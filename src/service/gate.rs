//! Authorization gate for tenant-scoped views.
//!
//! A [`ProtectedGate`] wraps one mounted view: the host re-evaluates it on every
//! snapshot change and renders whatever the gate decides. While the bootstrap is
//! loading the gate always asks for a loading indicator, so a slow startup never
//! flashes a premature redirect. Redirects to sign-in are debounced and deduplicated
//! across gates through a shared [`RedirectGuard`], preventing redirect storms when
//! many gates mount at once.

use std::sync::{Arc, Mutex};
use std::time::Duration;

use tokio::time::Instant;

use crate::api::health::Connectivity;
use crate::model::{profile::Role, snapshot::AuthSnapshot};
use crate::util::clock::{Clock, TokioClock};

/// Debounce and duplicate-suppression windows for gate redirects.
#[derive(Clone, Debug)]
pub struct GateConfig {
    /// How long an unauthenticated gate waits before actually redirecting (milliseconds).
    pub redirect_debounce_ms: u64,
    /// Window within which a second redirect to the same target is suppressed (milliseconds).
    pub redirect_suppress_window_ms: u64,
}

impl GateConfig {
    pub fn redirect_debounce(&self) -> Duration {
        Duration::from_millis(self.redirect_debounce_ms)
    }

    pub fn redirect_suppress_window(&self) -> Duration {
        Duration::from_millis(self.redirect_suppress_window_ms)
    }
}

impl Default for GateConfig {
    fn default() -> Self {
        Self {
            redirect_debounce_ms: 300,
            redirect_suppress_window_ms: 15_000,
        }
    }
}

/// Where a failed gate check sends the user.
#[derive(Clone, Copy, Debug, Eq, PartialEq, Hash)]
pub enum RedirectTarget {
    SignIn,
    AccessDenied,
}

/// What a gate wants its host view to do right now.
#[derive(Clone, Debug, Eq, PartialEq)]
pub enum GateDecision {
    /// Render a transitional loading indicator; covers bootstrap loading, suspended
    /// offline decisions, pending debounce, and suppressed duplicate redirects.
    ShowLoading,
    RenderChildren,
    /// Navigate away; emitted at most once per target within the suppression window.
    Redirect(RedirectTarget),
}

/// Lifecycle of a single mounted gate.
///
/// `Authorized` and the redirecting states are terminal: nothing leaves them except a
/// fresh mount.
#[derive(Clone, Copy, Debug, Eq, PartialEq)]
pub enum GateState {
    Mounting,
    Loading,
    Authorized,
    Redirecting(RedirectTarget),
}

/// Access requirement for a protected view.
#[derive(Clone, Debug, Default)]
pub struct AccessRequirement {
    pub min_level: u8,
    pub permissions: Vec<String>,
}

impl AccessRequirement {
    pub fn level(min_level: u8) -> Self {
        Self {
            min_level,
            permissions: Vec::new(),
        }
    }

    pub fn role(role: Role) -> Self {
        Self::level(role.level())
    }

    pub fn with_permission(mut self, permission: &str) -> Self {
        self.permissions.push(permission.to_string());
        self
    }
}

/// Process-wide redirect marker shared by all gates.
///
/// Remembers the last navigation per target so simultaneous gate mounts produce a
/// single redirect; entries expire after the suppression window.
pub struct RedirectGuard {
    config: GateConfig,
    clock: Arc<dyn Clock>,
    last_redirect: Mutex<Option<(RedirectTarget, Instant)>>,
}

impl RedirectGuard {
    pub fn new(config: GateConfig) -> Self {
        Self {
            config,
            clock: Arc::new(TokioClock),
            last_redirect: Mutex::new(None),
        }
    }

    pub fn with_clock(mut self, clock: Arc<dyn Clock>) -> Self {
        self.clock = clock;
        self
    }

    /// Clear the marker, e.g. alongside other local artifacts on sign-out.
    pub fn reset(&self) {
        if let Ok(mut last) = self.last_redirect.lock() {
            *last = None;
        }
    }

    /// True when a redirect to `target` should actually navigate; false when a recent
    /// redirect already covered it.
    fn try_redirect(&self, target: RedirectTarget) -> bool {
        let now = self.clock.now();
        let Ok(mut last) = self.last_redirect.lock() else {
            return true;
        };

        if let Some((recent_target, at)) = *last {
            if recent_target == target
                && now.duration_since(at) < self.config.redirect_suppress_window()
            {
                tracing::debug!(?target, "Suppressing duplicate redirect");
                return false;
            }
        }

        *last = Some((target, now));
        true
    }

    fn debounce(&self) -> Duration {
        self.config.redirect_debounce()
    }
}

/// Gate instance protecting one mounted view.
pub struct ProtectedGate {
    requirement: AccessRequirement,
    guard: Arc<RedirectGuard>,
    clock: Arc<dyn Clock>,
    state: GateState,
    pending_since: Option<Instant>,
}

impl ProtectedGate {
    pub fn new(requirement: AccessRequirement, guard: Arc<RedirectGuard>) -> Self {
        Self {
            requirement,
            guard,
            clock: Arc::new(TokioClock),
            state: GateState::Mounting,
            pending_since: None,
        }
    }

    pub fn with_clock(mut self, clock: Arc<dyn Clock>) -> Self {
        self.clock = clock;
        self
    }

    pub fn state(&self) -> GateState {
        self.state
    }

    /// Evaluate the gate against the current snapshot.
    ///
    /// Hosts call this on mount, on every snapshot change, and on a timer tick while a
    /// redirect debounce is pending.
    pub fn evaluate(
        &mut self,
        snapshot: &AuthSnapshot,
        connectivity: Connectivity,
    ) -> GateDecision {
        match self.state {
            // Terminal states: no way back except a fresh mount.
            GateState::Redirecting(_) => return GateDecision::ShowLoading,
            GateState::Authorized => return GateDecision::RenderChildren,
            GateState::Mounting => self.state = GateState::Loading,
            GateState::Loading => {}
        }

        if snapshot.loading {
            return GateDecision::ShowLoading;
        }

        if !snapshot.is_authenticated() {
            // Without connectivity this might be a dropped network rather than a real
            // sign-out; hold the decision instead of bouncing the user.
            if connectivity == Connectivity::Offline {
                return GateDecision::ShowLoading;
            }

            return self.redirect_after_debounce(RedirectTarget::SignIn);
        }

        self.pending_since = None;

        let authorized = snapshot.profile.as_ref().is_some_and(|profile| {
            profile.role.satisfies(self.requirement.min_level)
                && self
                    .requirement
                    .permissions
                    .iter()
                    .all(|permission| profile.has_permission(permission))
        });

        if !authorized {
            self.state = GateState::Redirecting(RedirectTarget::AccessDenied);
            return if self.guard.try_redirect(RedirectTarget::AccessDenied) {
                GateDecision::Redirect(RedirectTarget::AccessDenied)
            } else {
                GateDecision::ShowLoading
            };
        }

        self.state = GateState::Authorized;
        GateDecision::RenderChildren
    }

    fn redirect_after_debounce(&mut self, target: RedirectTarget) -> GateDecision {
        let now = self.clock.now();

        match self.pending_since {
            None => {
                self.pending_since = Some(now);
                GateDecision::ShowLoading
            }
            Some(since) if now.duration_since(since) < self.guard.debounce() => {
                GateDecision::ShowLoading
            }
            Some(_) => {
                self.state = GateState::Redirecting(target);
                if self.guard.try_redirect(target) {
                    GateDecision::Redirect(target)
                } else {
                    GateDecision::ShowLoading
                }
            }
        }
    }
}
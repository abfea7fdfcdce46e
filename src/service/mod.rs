//! Service layer: the bootstrap controller and its supporting coordination pieces.
//!
//! This is where the SDK's behavior lives: session bootstrap and lifetime management,
//! the auth event pump, the liveness heartbeat, the authorization gate, generic retry
//! with backoff, and the service-order read model. Everything here talks to the
//! platform exclusively through [`crate::api`] and publishes state exclusively through
//! [`crate::store`].

pub mod bootstrap;
pub mod events;
pub mod gate;
pub mod heartbeat;
pub mod orders;
pub mod retry;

━━━━━━

Please print out every entry again, exactly as it reads.

filename src/service/gate.rs
//! Authorization gate for tenant-scoped views.
//!
//! A [`ProtectedGate`] wraps one mounted view: the host re-evaluates it on every
//! snapshot change and renders whatever the gate decides. While the bootstrap is
//! loading the gate always asks for a loading indicator, so a slow startup never
//! flashes a premature redirect. Redirects to sign-in are debounced and deduplicated
//! across gates through a shared [`RedirectGuard`], preventing redirect storms when
//! many gates mount at once.

use std::sync::{Arc, Mutex};
use std::time::Duration;

use tokio::time::Instant;

use crate::api::health::Connectivity;
use crate::model::{profile::Role, snapshot::AuthSnapshot};
use crate::util::clock::{Clock, TokioClock};

/// Debounce and duplicate-suppression windows for gate redirects.
#[derive(Clone, Debug)]
pub struct GateConfig {
    /// How long an unauthenticated gate waits before actually redirecting (milliseconds).
    pub redirect_debounce_ms: u64,
    /// Window within which a second redirect to the same target is suppressed (milliseconds).
    pub redirect_suppress_window_ms: u64,
}

impl GateConfig {
    pub fn redirect_debounce(&self) -> Duration {
        Duration::from_millis(self.redirect_debounce_ms)
    }

    pub fn redirect_suppress_window(&self) -> Duration {
        Duration::from_millis(self.redirect_suppress_window_ms)
    }
}

impl Default for GateConfig {
    fn default() -> Self {
        Self {
            redirect_debounce_ms: 300,
            redirect_suppress_window_ms: 15_000,
        }
    }
}

/// Where a failed gate check sends the user.
#[derive(Clone, Copy, Debug, Eq, PartialEq, Hash)]
pub enum RedirectTarget {
    SignIn,
    AccessDenied,
}

/// What a gate wants its host view to do right now.
#[derive(Clone, Debug, Eq, PartialEq)]
pub enum GateDecision {
    /// Render a transitional loading indicator; covers bootstrap loading, suspended
    /// offline decisions, pending debounce, and suppressed duplicate redirects.
    ShowLoading,
    RenderChildren,
    /// Navigate away; emitted at most once per target within the suppression window.
    Redirect(RedirectTarget),
}

/// Lifecycle of a single mounted gate.
///
/// `Authorized` and the redirecting states are terminal: nothing leaves them except a
/// fresh mount.
#[derive(Clone, Copy, Debug, Eq, PartialEq)]
pub enum GateState {
    Mounting,
    Loading,
    Authorized,
    Redirecting(RedirectTarget),
}

/// Access requirement for a protected view.
#[derive(Clone, Debug, Default)]
pub struct AccessRequirement {
    pub min_level: u8,
    pub permissions: Vec<String>,
}

impl AccessRequirement {
    pub fn level(min_level: u8) -> Self {
        Self {
            min_level,
            permissions: Vec::new(),
        }
    }

    pub fn role(role: Role) -> Self {
        Self::level(role.level())
    }

    pub fn with_permission(mut self, permission: &str) -> Self {
        self.permissions.push(permission.to_string());
        self
    }
}

/// Process-wide redirect marker shared by all gates.
///
/// Remembers the last navigation per target so simultaneous gate mounts produce a
/// single redirect; entries expire after the suppression window.
pub struct RedirectGuard {
    config: GateConfig,
    clock: Arc<dyn Clock>,
    last_redirect: Mutex<Option<(RedirectTarget, Instant)>>,
}

impl RedirectGuard {
    pub fn new(config: GateConfig) -> Self {
        Self {
            config,
            clock: Arc::new(TokioClock),
            last_redirect: Mutex::new(None),
        }
    }

    pub fn with_clock(mut self, clock: Arc<dyn Clock>) -> Self {
        self.clock = clock;
        self
    }

    /// Clear the marker, e.g. alongside other local artifacts on sign-out.
    pub fn reset(&self) {
        if let Ok(mut last) = self.last_redirect.lock() {
            *last = None;
        }
    }

    /// True when a redirect to `target` should actually navigate; false when a recent
    /// redirect already covered it.
    fn try_redirect(&self, target: RedirectTarget) -> bool {
        let now = self.clock.now();
        let Ok(mut last) = self.last_redirect.lock() else {
            return true;
        };

        if let Some((recent_target, at)) = *last {
            if recent_target == target
                && now.duration_since(at) < self.config.redirect_suppress_window()
            {
                tracing::debug!(?target, "Suppressing duplicate redirect");
                return false;
            }
        }

        *last = Some((target, now));
        true
    }

    fn debounce(&self) -> Duration {
        self.config.redirect_debounce()
    }
}

/// Gate instance protecting one mounted view.
pub struct ProtectedGate {
    requirement: AccessRequirement,
    guard: Arc<RedirectGuard>,
    clock: Arc<dyn Clock>,
    state: GateState,
    pending_since: Option<Instant>,
}

impl ProtectedGate {
    pub fn new(requirement: AccessRequirement, guard: Arc<RedirectGuard>) -> Self {
        Self {
            requirement,
            guard,
            clock: Arc::new(TokioClock),
            state: GateState::Mounting,
            pending_since: None,
        }
    }

    pub fn with_clock(mut self, clock: Arc<dyn Clock>) -> Self {
        self.clock = clock;
        self
    }

    pub fn state(&self) -> GateState {
        self.state
    }

    /// Evaluate the gate against the current snapshot.
    ///
    /// Hosts call this on mount, on every snapshot change, and on a timer tick while a
    /// redirect debounce is pending.
    pub fn evaluate(
        &mut self,
        snapshot: &AuthSnapshot,
        connectivity: Connectivity,
    ) -> GateDecision {
        match self.state {
            // Terminal states: no way back except a fresh mount.
            GateState::Redirecting(_) => return GateDecision::ShowLoading,
            GateState::Authorized => return GateDecision::RenderChildren,
            GateState::Mounting => self.state = GateState::Loading,
            GateState::Loading => {}
        }

        if snapshot.loading {
            return GateDecision::ShowLoading;
        }

        if !snapshot.is_authenticated() {
            // Without connectivity this might be a dropped network rather than a real
            // sign-out; hold the decision instead of bouncing the user.
            if connectivity == Connectivity::Offline {
                return GateDecision::ShowLoading;
            }

            return self.redirect_after_debounce(RedirectTarget::SignIn);
        }

        self.pending_since = None;

        let authorized = snapshot.profile.as_ref().is_some_and(|profile| {
            profile.role.satisfies(self.requirement.min_level)
                && self
                    .requirement
                    .permissions
                    .iter()
                    .all(|permission| profile.has_permission(permission))
        });

        if !authorized {
            self.state = GateState::Redirecting(RedirectTarget::AccessDenied);
            return if self.guard.try_redirect(RedirectTarget::AccessDenied) {
                GateDecision::Redirect(RedirectTarget::AccessDenied)
            } else {
                GateDecision::ShowLoading
            };
        }

        self.state = GateState::Authorized;
        GateDecision::RenderChildren
    }

    fn redirect_after_debounce(&mut self, target: RedirectTarget) -> GateDecision {
        let now = self.clock.now();

        match self.pending_since {
            None => {
                self.pending_since = Some(now);
                GateDecision::ShowLoading
            }
            Some(since) if now.duration_since(since) < self.guard.debounce() => {
                GateDecision::ShowLoading
            }
            Some(_) => {
                self.state = GateState::Redirecting(target);
                if self.guard.try_redirect(target) {
                    GateDecision::Redirect(target)
                } else {
                    GateDecision::ShowLoading
                }
            }
        }
    }
}
repository abfea7fdfcdce46e
filename src/service/mod.rs
//! Service layer: the bootstrap controller and its supporting coordination pieces.
//!
//! This is where the SDK's behavior lives: session bootstrap and lifetime management,
//! the auth event pump, the liveness heartbeat, the authorization gate, generic retry
//! with backoff, and the service-order read model. Everything here talks to the
//! platform exclusively through [`crate::api`] and publishes state exclusively through
//! [`crate::store`].

pub mod bootstrap;
pub mod events;
pub mod gate;
pub mod heartbeat;
pub mod orders;
pub mod retry;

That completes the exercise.